What is equine therapy? Here is a link to a site that answers this question:
http://humanequinealliance.org/the-heal-model/ In short, equine therapy is psychotherapy that involves interacting with horses. As I stated at the beginning of this article, I am hoping to relocate to Chehalis, Washington, and just outside Chehalis is the therapy ranch discussed on the web site attached to the link. My present therapist, a clinical psychologist, is as excited about the possibility of my participating in equine therapy as I am. We both see this therapy as a good next step because the work with horses will give me a chance to do some repair work on the foundation of my psyche, the affect regulation work that I did not have the chance to do when I was an infant.
Of course, even though I have spoken with Leigh Shambo, the person who runs the therapy ranch, and have been given the go-ahead, I still have to be sure of the funding.
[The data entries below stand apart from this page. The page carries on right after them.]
//! Password Reset Use Case
//!
//! Sets a new password from a single-use reset token. Success cycles the
//! remember token and ends every session of the principal.

use std::sync::Arc;

use kernel::error::{field::FieldErrors, kind::ErrorKind};
use serde::Serialize;

use crate::application::pipeline::{self, AuthContext, check_rules, parse_field};
use crate::application::rules;
use crate::application::services::{AuthCache, AuthServices};
use crate::domain::entity::principal::Principal;
use crate::domain::event::AuthEvent;
use crate::domain::repository::AuthRepository;
use crate::domain::value_object::{
    email::Email,
    user_password::{RawPassword, UserPassword},
};
use crate::error::{AuthError, AuthResult};

/// Message for an unknown address or a wrong, used or expired token
pub const INVALID_TOKEN: &str = "passwords.token";

#[derive(Default, Serialize)]
pub struct PasswordResetInput {
    pub token: String,
    pub email: String,
    pub password: String,
    pub password_confirmation: String,
}

#[derive(Debug)]
pub struct PasswordResetOutput {
    pub principal: Principal,
}

pub struct PasswordResetUseCase<R, C> {
    services: Arc<AuthServices<R, C>>,
}

impl<R: AuthRepository, C: AuthCache> PasswordResetUseCase<R, C> {
    pub fn new(services: Arc<AuthServices<R, C>>) -> Self {
        Self { services }
    }

    pub async fn execute(
        &self,
        ctx: &AuthContext,
        input: PasswordResetInput,
    ) -> AuthResult<PasswordResetOutput> {
        let s = &self.services;
        s.require_guest(ctx)?;

        // Throttle
        let scope = Email::new(&input.email)
            .map(|e| e.as_str().to_string())
            .unwrap_or_else(|_| input.email.clone());
        let limit = s.config.throttle.password_reset.by(
            s.signature("password_reset", ctx, None)
                .data("email", scope)
                .hash(),
        );
        let ticket = s
            .throttle(&[limit], &["email"], ErrorKind::UnprocessableEntity)
            .await?;

        // Validate
        let mut errors: FieldErrors =
            check_rules(&rules::password_reset(&s.config), &pipeline::payload(&input)?);
        let email = parse_field(&mut errors, "email", Email::new(&input.email));
        let password = parse_field(&mut errors, "password", RawPassword::new(input.password));
        let ticket = s.settle_input(ticket, errors).await?;
        let (Some(email), Some(password)) = (email, password) else {
            return Err(AuthError::Internal("reset input passed with missing values".into()));
        };

        // Token
        let Some(principal) = s.repo.find_principal_by_email(&ctx.guard, &email).await? else {
            ticket.hit();
            return Err(AuthError::field("email", INVALID_TOKEN));
        };
        let _lock = s.locks.lock(principal.id).await;
        if !s
            .resets
            .consume(&ctx.guard, email.as_str(), &input.token)
            .await?
        {
            ticket.hit();
            tracing::warn!(principal_id = %principal.id, "Password reset with invalid token");
            return Err(AuthError::field("email", INVALID_TOKEN));
        }

        // Mutate (re-read under the lock)
        let original = s
            .repo
            .find_principal(&ctx.guard, principal.id)
            .await?
            .ok_or_else(|| AuthError::field("email", INVALID_TOKEN))?;
        let mut updated = original.clone();
        updated.set_password(UserPassword::hash(&password, s.hasher())?, s.now());
        let principal = s.save_principal(&original, updated, None).await?;
        ticket.clear().await?;

        s.events.fire(AuthEvent::PasswordReset {
            guard: ctx.guard.clone(),
            principal_id: principal.id,
        });

        tracing::info!(principal_id = %principal.id, "Password reset");
        Ok(PasswordResetOutput { principal })
    }
}
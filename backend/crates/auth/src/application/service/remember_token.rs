//! Remember-Token Cycler
//!
//! Rotating the remember token invalidates every "remember me" cookie
//! issued before the rotation.

use crate::domain::entity::principal::Principal;

#[derive(Debug, Default, Clone, Copy)]
pub struct RememberTokenCycler;

impl RememberTokenCycler {
    pub fn new() -> Self {
        Self
    }

    /// Give `principal` a fresh remember token
    ///
    /// The caller persists the principal.
    pub fn cycle(&self, principal: &mut Principal) {
        principal.cycle_remember_token();
        tracing::debug!(principal_id = %principal.id, "Remember token cycled");
    }

    /// Give `principal` a remember token unless it already has one
    ///
    /// ## Returns
    /// Whether a token was created
    pub fn ensure(&self, principal: &mut Principal) -> bool {
        if principal.remember_token.is_some() {
            return false;
        }
        self.cycle(principal);
        true
    }
}
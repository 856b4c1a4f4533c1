// Wire codec for swap transactions
//
// Transactions cross process boundaries as base64 text. Transport layers
// (chat relays, copy-paste, JSON pretty-printers) are known to inject
// incidental whitespace and newlines into that text, so decoding strips all
// whitespace before base64 decoding. Structural validation failures map to
// a distinct `malformed-transaction` error so callers can tell bad
// transport from bad logic upstream.

use base64::engine::general_purpose::STANDARD as BASE64;
use base64::Engine;
use solana_sdk::{
    pubkey::Pubkey,
    signature::Signature,
    transaction::VersionedTransaction,
};
use tracing::debug;

use crate::error::SwapError;
use crate::types::UnsignedSwapTransaction;

/// Maximum serialized transaction size (Solana packet limit)
pub const MAX_TRANSACTION_SIZE: usize = 1232;

/// Maximum number of account keys a message may reference
pub const MAX_ACCOUNT_KEYS: usize = 256;

/// A structurally valid transaction recovered from wire text, signed or not
#[derive(Debug, Clone)]
pub struct DecodedSwapTransaction {
    pub tx: VersionedTransaction,
    pub required_signers: usize,
    pub account_keys: Vec<Pubkey>,
    pub instruction_count: usize,
}

impl DecodedSwapTransaction {
    /// Count of populated (non-placeholder) signature slots.
    pub fn populated_signatures(&self) -> usize {
        self.tx
            .signatures
            .iter()
            .filter(|sig| **sig != Signature::default())
            .count()
    }

    pub fn is_fully_signed(&self) -> bool {
        self.populated_signatures() >= self.required_signers
    }

    pub fn into_unsigned(self) -> UnsignedSwapTransaction {
        UnsignedSwapTransaction {
            required_signers: self.required_signers,
            account_keys: self.account_keys,
            instruction_count: self.instruction_count,
            tx: self.tx,
        }
    }
}

/// Decode base64 wire text into a validated transaction.
///
/// All whitespace is stripped first; any structural violation yields
/// `SwapError::MalformedTransaction` with the reason.
pub fn decode_transaction(text: &str) -> Result<DecodedSwapTransaction, SwapError> {
    let stripped: String = text.chars().filter(|c| !c.is_whitespace()).collect();
    if stripped.is_empty() {
        return Err(SwapError::MalformedTransaction(
            "empty transaction payload".to_string(),
        ));
    }

    let bytes = BASE64
        .decode(stripped.as_bytes())
        .map_err(|e| SwapError::MalformedTransaction(format!("invalid base64: {}", e)))?;

    if bytes.len() > MAX_TRANSACTION_SIZE {
        return Err(SwapError::MalformedTransaction(format!(
            "{} bytes exceeds the {} byte transaction limit",
            bytes.len(),
            MAX_TRANSACTION_SIZE
        )));
    }

    let tx: VersionedTransaction = bincode::deserialize(&bytes)
        .map_err(|e| SwapError::MalformedTransaction(format!("undecodable payload: {}", e)))?;

    // Total length must be exactly the serialized transaction; trailing
    // garbage means the payload was corrupted in transport.
    let expected_len = bincode::serialized_size(&tx)
        .map_err(|e| SwapError::MalformedTransaction(format!("unsizable payload: {}", e)))?;
    if expected_len != bytes.len() as u64 {
        return Err(SwapError::MalformedTransaction(format!(
            "{} trailing bytes after transaction",
            bytes.len() as u64 - expected_len
        )));
    }

    let required_signers = tx.message.header().num_required_signatures as usize;
    let account_keys = tx.message.static_account_keys().to_vec();
    let instruction_count = tx.message.instructions().len();

    if required_signers == 0 {
        return Err(SwapError::MalformedTransaction(
            "header declares zero required signers".to_string(),
        ));
    }
    if tx.signatures.len() != required_signers {
        return Err(SwapError::MalformedTransaction(format!(
            "header declares {} signers but {} signature slots are present",
            required_signers,
            tx.signatures.len()
        )));
    }
    if account_keys.len() > MAX_ACCOUNT_KEYS {
        return Err(SwapError::MalformedTransaction(format!(
            "{} account keys exceeds the protocol limit of {}",
            account_keys.len(),
            MAX_ACCOUNT_KEYS
        )));
    }
    if required_signers > account_keys.len() {
        return Err(SwapError::MalformedTransaction(format!(
            "{} required signers but only {} account keys",
            required_signers,
            account_keys.len()
        )));
    }
    if instruction_count == 0 {
        return Err(SwapError::MalformedTransaction(
            "transaction carries no instructions".to_string(),
        ));
    }

    debug!(
        required_signers,
        account_keys = account_keys.len(),
        instruction_count,
        "decoded transaction"
    );

    Ok(DecodedSwapTransaction {
        tx,
        required_signers,
        account_keys,
        instruction_count,
    })
}

/// Encode a transaction as base64 wire text.
pub fn encode_transaction(tx: &VersionedTransaction) -> Result<String, SwapError> {
    let bytes = bincode::serialize(tx)
        .map_err(|e| SwapError::MalformedTransaction(format!("unserializable: {}", e)))?;
    Ok(BASE64.encode(bytes))
}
However, my insurance may pay for this. If it does, then I'm in--as soon as I relocate. I'm excited about this opportunity! And as Leigh Shambo says, horse therapy is not only beneficial--it's just plain fun! And I'm up for that!
As I stated at the beginning of this post, the times are changing, and my life is changing. Transitions are hard--what an understatement that is! But the challenge of a transition can be energizing. We'll see how this transition goes. Here is a quote by Andy Warhol that pretty much says it all: They always say time changes things, but you actually have to change them yourself. I need to remember these words!
Great post, once again. Good luck on getting your housing but even more important, I hope you get your equine therapy. It sounds like such a great reward for enduring so much.